Scan the listing below. Return every line containing the string "ConnId".

*Material for the task*
- Opening Delimiter -

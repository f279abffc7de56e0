use thiserror::Error;

pub type Result<T> = std::result::Result<T, CliError>;

#[derive(Debug, Error)]
pub enum CliError {
	#[error("daemon did not start")]
	DaemonDidNotStart,

	#[error("failed to spawn daemon: {0}")]
	Spawn(#[source] std::io::Error),

	#[error("status request timed out")]
	StatusTimeout,

	#[error("broker socket closed")]
	SocketClosed,

	#[error(transparent)]
	WebSocket(#[from] tokio_tungstenite::tungstenite::Error),

	#[error(transparent)]
	Io(#[from] std::io::Error),

	#[error(transparent)]
	Json(#[from] serde_json::Error),

	#[error(transparent)]
	Anyhow(#[from] anyhow::Error),
}
//! Host identifier to live connection mapping.

use std::collections::BTreeMap;

use evalbridge_protocol::ClientInfo;

use crate::error::ResolutionError;
use crate::registry::ConnId;

#[derive(Debug, Clone, PartialEq, Eq)]
pub struct DirectoryEntry {
	pub conn: ConnId,
	pub label: String,
}

/// Holds at most one connection per host identifier; the latest registration wins.
///
/// Ordered by identifier so listings (and index-based selection on the driver side) are stable.
#[derive(Debug, Default)]
pub struct ClientDirectory {
	entries: BTreeMap<String, DirectoryEntry>,
}

impl ClientDirectory {
	pub fn new() -> Self {
		Self::default()
	}

	/// Points `client_id` at `conn`.
	///
	/// Returns the connection previously registered under the same identifier when it differs
	/// from `conn`; the caller is expected to close it.
	pub fn register(&mut self, client_id: &str, conn: ConnId, label: &str) -> Option<ConnId> {
		let previous = self.entries.insert(
			client_id.to_string(),
			DirectoryEntry {
				conn,
				label: label.to_string(),
			},
		);
		previous.map(|entry| entry.conn).filter(|old| *old != conn)
	}

	pub fn get(&self, client_id: &str) -> Option<&DirectoryEntry> {
		self.entries.get(client_id)
	}

	/// Changes the label of a registered host. Unknown identifiers are ignored.
	pub fn relabel(&mut self, client_id: &str, label: &str) -> bool {
		match self.entries.get_mut(client_id) {
			Some(entry) => {
				entry.label = label.to_string();
				true
			}
			None => false,
		}
	}

	/// Removes the entry only while `conn` is still the registered connection.
	pub fn remove_if_current(&mut self, client_id: &str, conn: ConnId) -> bool {
		if self.entries.get(client_id).is_some_and(|entry| entry.conn == conn) {
			self.entries.remove(client_id);
			return true;
		}
		false
	}

	/// Picks the target host for an eval request.
	///
	/// With an identifier it must be registered. Without one exactly one host must be connected.
	pub fn resolve(&self, requested: Option<&str>) -> Result<(String, ConnId), ResolutionError> {
		if let Some(client_id) = requested {
			return self
				.entries
				.get(client_id)
				.map(|entry| (client_id.to_string(), entry.conn))
				.ok_or_else(|| ResolutionError::UnknownIdentifier(client_id.to_string()));
		}

		let mut hosts = self.entries.iter();
		match (hosts.next(), hosts.next()) {
			(None, _) => Err(ResolutionError::NoHosts),
			(Some((client_id, entry)), None) => Ok((client_id.clone(), entry.conn)),
			(Some(_), Some(_)) => Err(ResolutionError::MultipleHosts),
		}
	}

	/// Current contents as wire client records.
	pub fn clients(&self) -> Vec<ClientInfo> {
		self.entries
			.iter()
			.map(|(client_id, entry)| ClientInfo {
				client_id: client_id.clone(),
				label: entry.label.clone(),
			})
			.collect()
	}

	pub fn len(&self) -> usize {
		self.entries.len()
	}

	pub fn is_empty(&self) -> bool {
		self.entries.is_empty()
	}
}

- Closing Delimiter -

*Solution*
use crate::registry::ConnId;
	pub conn: ConnId,
	pub fn register(&mut self, client_id: &str, conn: ConnId, label: &str) -> Option<ConnId> {
	pub fn remove_if_current(&mut self, client_id: &str, conn: ConnId) -> bool {
	pub fn resolve(&self, requested: Option<&str>) -> Result<(String, ConnId), ResolutionError> {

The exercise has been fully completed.